Só existe economia forte com uma saúde sustentável, defende analista

Em se tratando de projeções para 2021, não há como desvincular a saúde pública da recuperação da economia – e para a indústria essa afirmação também é verdadeira. Em outras palavras, o crescimento do país depende do controle da pandemia. “Só existe economia forte com uma saúde sustentável. E só é possível ter uma saúde de qualidade com uma economia forte. Essa falsa dicotomia, que é preciso ou salvar vidas ou salvar a economia, não existe”, garante Lauro Chaves Neto.
Na visão do assessor econômico da Fiec, todos os esforços para a recuperação da indústria cearense e brasileira são válidos, pois vão trazer reflexos para os demais segmentos da economia. “A indústria, quando obtém um crescimento, tem um grande efeito multiplicador. Nas nações com forte componente industrial, os demais setores vêm por gravidade, porque quando aumenta a produção industrial, cresce o comércio, os serviços, e toda a economia gira de forma mais rápida”, explica.

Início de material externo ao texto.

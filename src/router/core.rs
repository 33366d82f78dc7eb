use super::error::RouterError;
use super::pattern::{COLON, SLASH, STAR};
use super::{Node, NodeId, NodeKind, Router, ROOT};

use std::mem;

use smallvec::smallvec;

/// Byte length of the longest common prefix, always on a char boundary.
fn longest_common_prefix(a: &str, b: &str) -> usize {
    a.char_indices()
        .zip(b.chars())
        .find(|&((_, x), y)| x != y)
        .map_or_else(|| a.len().min(b.len()), |((i, _), _)| i)
}

/// Returns the first wildcard segment in `path` and its byte offset.
///
/// Only a `:` or `*` opening a segment starts a wildcard. `after_slash` tells
/// whether `path` itself begins right after a `/`.
fn find_wildcard(path: &str, after_slash: bool) -> Option<(&str, usize)> {
    let mut at_segment_start = after_slash;
    for (start, c) in path.char_indices() {
        if at_segment_start && (c == COLON || c == STAR) {
            let rest = &path[start..];
            let end = rest.find(SLASH).unwrap_or(rest.len());
            return Some((&rest[..end], start));
        }
        at_segment_start = c == SLASH;
    }
    None
}

/// Whether the tail `path` of `full_path` begins a new segment.
fn starts_segment(full_path: &str, path: &str) -> bool {
    let offset = full_path.len() - path.len();
    full_path[..offset].ends_with(SLASH)
}

fn first_char(s: &str) -> char {
    s.chars().next().unwrap_or_default()
}

impl<T> Router<T> {
    fn push_node(&mut self, node: Node) -> NodeId {
        let id = self.nodes.len();
        self.nodes.push(node);
        id
    }

    /// Appends a child, keeping the wildcard child at the end.
    fn add_child(&mut self, parent: NodeId, child: NodeId) {
        let n = &mut self.nodes[parent];
        if n.wild_child && !n.children.is_empty() {
            let last = n.children.len() - 1;
            n.children.insert(last, child);
        } else {
            n.children.push(child);
        }
    }

    /// Bumps the priority of the child at `pos` and moves it ahead of every
    /// sibling with a strictly lower priority. Returns the new position.
    fn increment_child_prio(&mut self, parent: NodeId, pos: usize) -> usize {
        let child = self.nodes[parent].children[pos];
        self.nodes[child].priority += 1;
        let prio = self.nodes[child].priority;

        let mut new_pos = pos;
        while new_pos > 0 {
            let prev = self.nodes[parent].children[new_pos - 1];
            if self.nodes[prev].priority >= prio {
                break;
            }
            new_pos -= 1;
        }

        if new_pos != pos {
            let n = &mut self.nodes[parent];
            n.children[new_pos..=pos].rotate_right(1);
            n.indices[new_pos..=pos].rotate_right(1);
        }
        new_pos
    }

    /// Splits `n` at byte `i`: the node keeps `path[..i]` and a new static
    /// child takes over the rest along with everything `n` carried.
    fn split_node(&mut self, n: NodeId, i: usize) {
        let node = &mut self.nodes[n];
        let suffix: Box<str> = node.path[i..].into();
        let first = first_char(&suffix);
        let child = Node {
            path: suffix,
            indices: mem::take(&mut node.indices),
            children: mem::take(&mut node.children),
            wild_child: mem::replace(&mut node.wild_child, false),
            kind: NodeKind::Static,
            priority: node.priority - 1,
            value: node.value.take(),
        };
        node.path = node.path[..i].into();
        node.indices = smallvec![first];

        let id = self.push_node(child);
        self.nodes[n].children = smallvec![id];
    }

    /// Walks the tree along a canonical pattern, creating nodes as needed,
    /// and returns the node that should carry the route's value.
    ///
    /// Priorities are bumped along the way, so the caller must roll the arena
    /// back when this fails.
    pub(super) fn add_route(&mut self, full_path: &str) -> Result<NodeId, RouterError> {
        let mut path = full_path;
        let mut n = ROOT;
        self.nodes[n].priority += 1;

        if self.nodes[n].path.is_empty() && self.nodes[n].children.is_empty() {
            return self.insert_child(n, path, full_path);
        }

        loop {
            let i = longest_common_prefix(path, &self.nodes[n].path);

            if i < self.nodes[n].path.len() {
                self.split_node(n, i);
            }

            if i == path.len() {
                if self.nodes[n].value.is_some() {
                    return Err(RouterError::DuplicateRoute {
                        pattern: full_path.to_owned(),
                    });
                }
                return Ok(n);
            }

            path = &path[i..];
            let c = first_char(path);

            // a param is always followed by a single "/..." child
            if self.nodes[n].kind == NodeKind::Param
                && c == SLASH
                && self.nodes[n].children.len() == 1
            {
                n = self.nodes[n].children[0];
                self.nodes[n].priority += 1;
                continue;
            }

            if let Some(pos) = self.nodes[n].indices.iter().position(|&idx| idx == c) {
                let pos = self.increment_child_prio(n, pos);
                n = self.nodes[n].children[pos];
                continue;
            }

            let wildcard = (c == COLON || c == STAR) && starts_segment(full_path, path);
            if !wildcard && self.nodes[n].kind != NodeKind::CatchAll {
                let child = self.push_node(Node::new(NodeKind::Static));
                self.nodes[n].indices.push(c);
                self.add_child(n, child);
                let pos = self.nodes[n].indices.len() - 1;
                self.increment_child_prio(n, pos);
                n = child;
            } else if self.nodes[n].wild_child {
                let last = self.nodes[n].children.len() - 1;
                n = self.nodes[n].children[last];
                self.nodes[n].priority += 1;

                let wild = &self.nodes[n];
                if wild.kind == NodeKind::CatchAll && *wild.path == *path && wild.value.is_some() {
                    return Err(RouterError::DuplicateRoute {
                        pattern: full_path.to_owned(),
                    });
                }

                // same wildcard, and not a longer name such as `:name` vs `:names`
                let same_wildcard = wild.kind != NodeKind::CatchAll
                    && path.starts_with(&*wild.path)
                    && path[wild.path.len()..]
                        .chars()
                        .next()
                        .map_or(true, |c| c == SLASH);
                if same_wildcard {
                    continue;
                }

                return Err(self.wildcard_conflict(n, path, full_path));
            }

            return self.insert_child(n, path, full_path);
        }
    }

    fn wildcard_conflict(&self, wild: NodeId, path: &str, full_path: &str) -> RouterError {
        let wild = &self.nodes[wild];
        let segment = if wild.kind == NodeKind::CatchAll {
            path
        } else {
            path.split(SLASH).next().unwrap_or(path)
        };
        let head = full_path.find(segment).map_or("", |i| &full_path[..i]);
        RouterError::WildcardConflict {
            segment: segment.to_owned(),
            pattern: full_path.to_owned(),
            wildcard: wild.path.to_string(),
            prefix: format!("{}{}", head, wild.path),
        }
    }

    /// Builds the chain of nodes for the unmatched tail `path` below `n`.
    fn insert_child(
        &mut self,
        mut n: NodeId,
        mut path: &str,
        full_path: &str,
    ) -> Result<NodeId, RouterError> {
        while let Some((wildcard, i)) = find_wildcard(path, starts_segment(full_path, path)) {
            if wildcard.starts_with(COLON) {
                if i > 0 {
                    self.nodes[n].path = path[..i].into();
                    path = &path[i..];
                }

                let child = self.push_node(Node {
                    path: wildcard.into(),
                    ..Node::new(NodeKind::Param)
                });
                self.add_child(n, child);
                self.nodes[n].wild_child = true;
                n = child;
                self.nodes[n].priority += 1;

                if wildcard.len() < path.len() {
                    path = &path[wildcard.len()..];
                    let child = self.push_node(Node {
                        priority: 1,
                        ..Node::new(NodeKind::Static)
                    });
                    self.add_child(n, child);
                    n = child;
                    continue;
                }

                return Ok(n);
            }

            // catch-all: the preceding '/' moves into the holder node
            let node = &self.nodes[n];
            let slash = match i.checked_sub(1) {
                Some(slash) if !node.path.ends_with(SLASH) => slash,
                _ => {
                    let segment = node
                        .children
                        .first()
                        .map(|&c| &*self.nodes[c].path)
                        .and_then(|p| p.split(SLASH).next())
                        .unwrap_or("");
                    return Err(RouterError::CatchAllConflict {
                        wildcard: path.to_owned(),
                        segment: segment.to_owned(),
                        pattern: full_path.to_owned(),
                        prefix: format!("{}{}", node.path, segment),
                    });
                }
            };

            self.nodes[n].path = path[..slash].into();

            let container = self.push_node(Node {
                wild_child: true,
                priority: 1,
                ..Node::new(NodeKind::CatchAll)
            });
            self.add_child(n, container);
            self.nodes[n].indices = smallvec![SLASH];

            let holder = self.push_node(Node {
                path: path[slash..].into(),
                priority: 1,
                ..Node::new(NodeKind::CatchAll)
            });
            self.nodes[container].children.push(holder);

            return Ok(holder);
        }

        self.nodes[n].path = path.into();
        Ok(n)
    }
}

Na pesquisa do IBGE, além do Ceará, o setor industrial da Região Nordeste (2,9%), de Santa Catarina (2,8%), e do Rio de Janeiro (1,6%) mostraram avanços mais intensos do que a média nacional (1,2%). Embora não tenham superado a média nacional, Paraná (1,2%) e Minas Gerais (0,6%) também apresentaram altas entre outubro e novembro de 2020.